▶ _What you are asked to do_
Please show every line from the entries that carries the word "warn".

(Collected data entries)
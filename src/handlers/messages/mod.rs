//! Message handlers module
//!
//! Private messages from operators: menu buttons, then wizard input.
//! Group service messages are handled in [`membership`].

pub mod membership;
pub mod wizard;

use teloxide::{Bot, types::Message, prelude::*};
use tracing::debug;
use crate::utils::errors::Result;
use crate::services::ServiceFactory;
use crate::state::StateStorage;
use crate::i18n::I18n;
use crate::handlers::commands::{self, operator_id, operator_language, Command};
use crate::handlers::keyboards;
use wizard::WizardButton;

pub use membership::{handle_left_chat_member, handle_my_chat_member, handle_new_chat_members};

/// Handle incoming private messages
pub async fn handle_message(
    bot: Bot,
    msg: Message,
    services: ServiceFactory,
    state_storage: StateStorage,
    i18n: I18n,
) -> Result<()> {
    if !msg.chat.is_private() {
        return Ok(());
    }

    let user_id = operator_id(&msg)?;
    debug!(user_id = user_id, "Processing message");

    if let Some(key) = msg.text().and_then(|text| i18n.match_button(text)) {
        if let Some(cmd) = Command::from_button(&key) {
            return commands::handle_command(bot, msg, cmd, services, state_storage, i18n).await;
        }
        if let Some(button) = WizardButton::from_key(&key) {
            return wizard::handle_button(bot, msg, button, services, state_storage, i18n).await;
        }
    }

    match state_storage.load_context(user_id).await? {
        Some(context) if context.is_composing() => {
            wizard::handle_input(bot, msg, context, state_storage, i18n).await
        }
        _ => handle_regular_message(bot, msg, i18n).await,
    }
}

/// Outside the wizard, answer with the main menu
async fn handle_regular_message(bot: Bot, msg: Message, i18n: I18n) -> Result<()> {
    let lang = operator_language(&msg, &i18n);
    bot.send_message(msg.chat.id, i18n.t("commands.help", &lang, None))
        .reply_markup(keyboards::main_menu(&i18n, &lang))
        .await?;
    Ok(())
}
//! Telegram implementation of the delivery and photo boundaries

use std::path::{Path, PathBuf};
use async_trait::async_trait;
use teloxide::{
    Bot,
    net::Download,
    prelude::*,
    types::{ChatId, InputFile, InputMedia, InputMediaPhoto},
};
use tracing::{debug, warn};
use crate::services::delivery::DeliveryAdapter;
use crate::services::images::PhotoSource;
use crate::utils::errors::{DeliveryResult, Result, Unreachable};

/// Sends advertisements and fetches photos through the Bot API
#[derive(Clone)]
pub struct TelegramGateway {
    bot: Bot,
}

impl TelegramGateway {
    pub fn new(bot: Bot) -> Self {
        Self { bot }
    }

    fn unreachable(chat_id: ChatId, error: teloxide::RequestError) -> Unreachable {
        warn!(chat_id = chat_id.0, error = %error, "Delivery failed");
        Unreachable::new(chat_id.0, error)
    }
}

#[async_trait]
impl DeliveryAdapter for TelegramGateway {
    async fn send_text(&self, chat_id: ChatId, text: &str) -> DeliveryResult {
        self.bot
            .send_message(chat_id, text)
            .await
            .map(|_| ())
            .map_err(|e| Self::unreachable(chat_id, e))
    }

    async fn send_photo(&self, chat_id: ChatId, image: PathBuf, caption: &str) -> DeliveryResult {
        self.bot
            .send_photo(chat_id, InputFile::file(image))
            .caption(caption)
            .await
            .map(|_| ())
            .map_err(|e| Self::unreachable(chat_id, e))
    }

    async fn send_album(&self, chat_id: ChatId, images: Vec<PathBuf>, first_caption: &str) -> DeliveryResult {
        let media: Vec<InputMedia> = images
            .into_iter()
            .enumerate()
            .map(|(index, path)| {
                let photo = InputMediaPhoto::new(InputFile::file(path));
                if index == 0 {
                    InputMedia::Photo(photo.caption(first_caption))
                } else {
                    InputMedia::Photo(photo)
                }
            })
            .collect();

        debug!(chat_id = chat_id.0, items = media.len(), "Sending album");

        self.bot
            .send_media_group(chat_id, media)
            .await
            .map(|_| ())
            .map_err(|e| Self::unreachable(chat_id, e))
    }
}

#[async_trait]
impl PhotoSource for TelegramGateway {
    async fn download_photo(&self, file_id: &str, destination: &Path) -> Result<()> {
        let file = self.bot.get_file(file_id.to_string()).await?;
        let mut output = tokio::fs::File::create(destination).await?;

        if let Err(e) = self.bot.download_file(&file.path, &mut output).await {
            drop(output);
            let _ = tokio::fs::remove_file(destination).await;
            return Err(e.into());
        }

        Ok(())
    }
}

▶ _Exercise result_
use tracing::{debug, warn};
        warn!(chat_id = chat_id.0, error = %error, "Delivery failed");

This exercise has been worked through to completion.